[Collected data]

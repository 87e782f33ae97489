use enso_markup::{Attribute, Dom, NodeId};
use tracing::debug;
use uuid::Uuid;

use super::{CompileContext, DirectiveParser};
use crate::error::CompileError;
use crate::runtime::ProcessContext;
use crate::template::{Directive, NodeDefinition};

/// Tag of the element standing in for a conditional node in templates.
pub const PLACEHOLDER_TAG: &str = "enso-placeholder";

/// Text of the comment marking a fragment's position in live output.
pub const ANCHOR_TEXT: &str = "enso:fragment";

const ATTRIBUTE: &str = "*if";

/// `*if="…"`: renders the node only while the guard is truthy.
///
/// The node is cut out of the template and compiled on its own. At runtime
/// its placeholder becomes an anchor comment, and a fragment built from the
/// nested blueprint is mounted after the anchor whenever the guard turns
/// truthy and detached when it turns falsy.
///
/// Guards containing `{{` follow interpolation rules; anything else is
/// evaluated as a bare expression.
#[derive(Debug, Default)]
pub struct ConditionalParser;

impl DirectiveParser for ConditionalParser {
    fn name(&self) -> &str {
        "if"
    }

    fn matches(&self, dom: &Dom, node: NodeId, attribute: Option<&Attribute>) -> bool {
        dom.is_element(node) && attribute.is_some_and(|attr| attr.name.eq_ignore_ascii_case(ATTRIBUTE))
    }

    fn preprocess(
        &self,
        cx: &mut CompileContext<'_>,
        def: &mut NodeDefinition,
        node: NodeId,
        attribute: Option<&Attribute>,
    ) -> Result<bool, CompileError> {
        let Some(attribute) = attribute else {
            return Ok(false);
        };
        let guard = if attribute.value.contains("{{") {
            cx.registry().interpolation(&attribute.value)?
        } else {
            cx.registry().expression(&attribute.value)?
        };

        let mut nested = Dom::new();
        let nested_root = nested.create_fragment();
        let copy = nested.import(cx.dom(), node);
        nested.remove_attribute(copy, &attribute.name);
        nested.append_child(nested_root, copy);
        let blueprint = cx.registry().compile_fragment(nested, nested_root)?;

        let placeholder_id = format!("enso-{}-{}", cx.index(), Uuid::new_v4());
        let placeholder = cx.dom_mut().create_element(PLACEHOLDER_TAG);
        cx.dom_mut().set_attribute(placeholder, "id", placeholder_id.clone());
        if !cx.replace_node(node, placeholder) {
            return Ok(false);
        }

        def.directive = Some(Directive {
            kind: "if".into(),
            placeholder_id,
            blueprint,
            guard,
        });
        Ok(true)
    }

    fn process(&self, def: &NodeDefinition, cx: &mut ProcessContext<'_>, node: NodeId) {
        let Some(directive) = &def.directive else {
            return;
        };
        if cx.dom().attribute(node, "id") != Some(directive.placeholder_id.as_str()) {
            debug!(index = def.index, "conditional placeholder id does not match its definition");
        }

        let anchor = cx.dom_mut().create_comment(ANCHOR_TEXT);
        if cx.dom_mut().replace_with(node, anchor) {
            cx.dom_mut().remove(node);
        }
        let fragment = cx.create_fragment(directive.blueprint.clone(), anchor);

        let guard = directive.guard.clone();
        let effect = cx.bind(
            directive.guard.dependencies(),
            anchor,
            Some(fragment),
            move |cx, effect| {
                let Some(fragment) = effect.fragment else {
                    return;
                };
                if cx.evaluate(&guard).is_truthy() {
                    cx.mount(fragment);
                } else {
                    cx.unmount(fragment);
                }
            },
        );
        cx.run(&effect);
    }
}

#[cfg(test)]
mod tests {
    use super::*;
    use crate::template::Registry;

    #[test]
    fn test_node_replaced_by_placeholder() {
        let blueprint = Registry::new()
            .compile(r#"<section><div *if="{{ this.show }}" class="x"><b>{{ this.show }}</b></div></section>"#)
            .unwrap();

        assert_eq!(blueprint.definitions().len(), 1);
        let directive = blueprint.definitions()[0].directive.as_ref().unwrap();
        assert_eq!(directive.kind, "if");
        assert!(directive.placeholder_id.starts_with("enso-0-"));
        assert_eq!(directive.depends().collect::<Vec<_>>(), vec!["show"]);

        let html = blueprint.to_html();
        assert!(html.starts_with(r#"<section><enso-placeholder id="enso-0-"#));
        assert!(!html.contains("<b>"));

        // The nested blueprint carries the node itself, minus the directive.
        assert_eq!(directive.blueprint.to_html(), r#"<div class="x"><b></b></div>"#);
        assert_eq!(directive.blueprint.definitions().len(), 1);
    }

    #[test]
    fn test_bare_expression_guard() {
        let blueprint = Registry::new()
            .compile(r#"<p *if="this.count > 2">many</p>"#)
            .unwrap();
        let directive = blueprint.definitions()[0].directive.as_ref().unwrap();
        assert!(directive.guard.dependencies().contains("count"));
    }

    #[test]
    fn test_placeholder_ids_unique_per_compile() {
        let registry = Registry::new();
        let a = registry.compile_uncached(r#"<p *if="{{ this.a }}">a</p>"#).unwrap();
        let b = registry.compile_uncached(r#"<p *if="{{ this.a }}">a</p>"#).unwrap();
        let id = |bp: &crate::template::Blueprint| {
            bp.definitions()[0]
                .directive
                .as_ref()
                .map(|d| d.placeholder_id.clone())
                .unwrap()
        };
        assert_ne!(id(&a), id(&b));
    }
}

▶ _THE TASK_
Find every line in the records that contains the word "kind"; copy those lines.

▶ _YOUR SOLUTION_
            kind: "if".into(),
        assert_eq!(directive.kind, "if");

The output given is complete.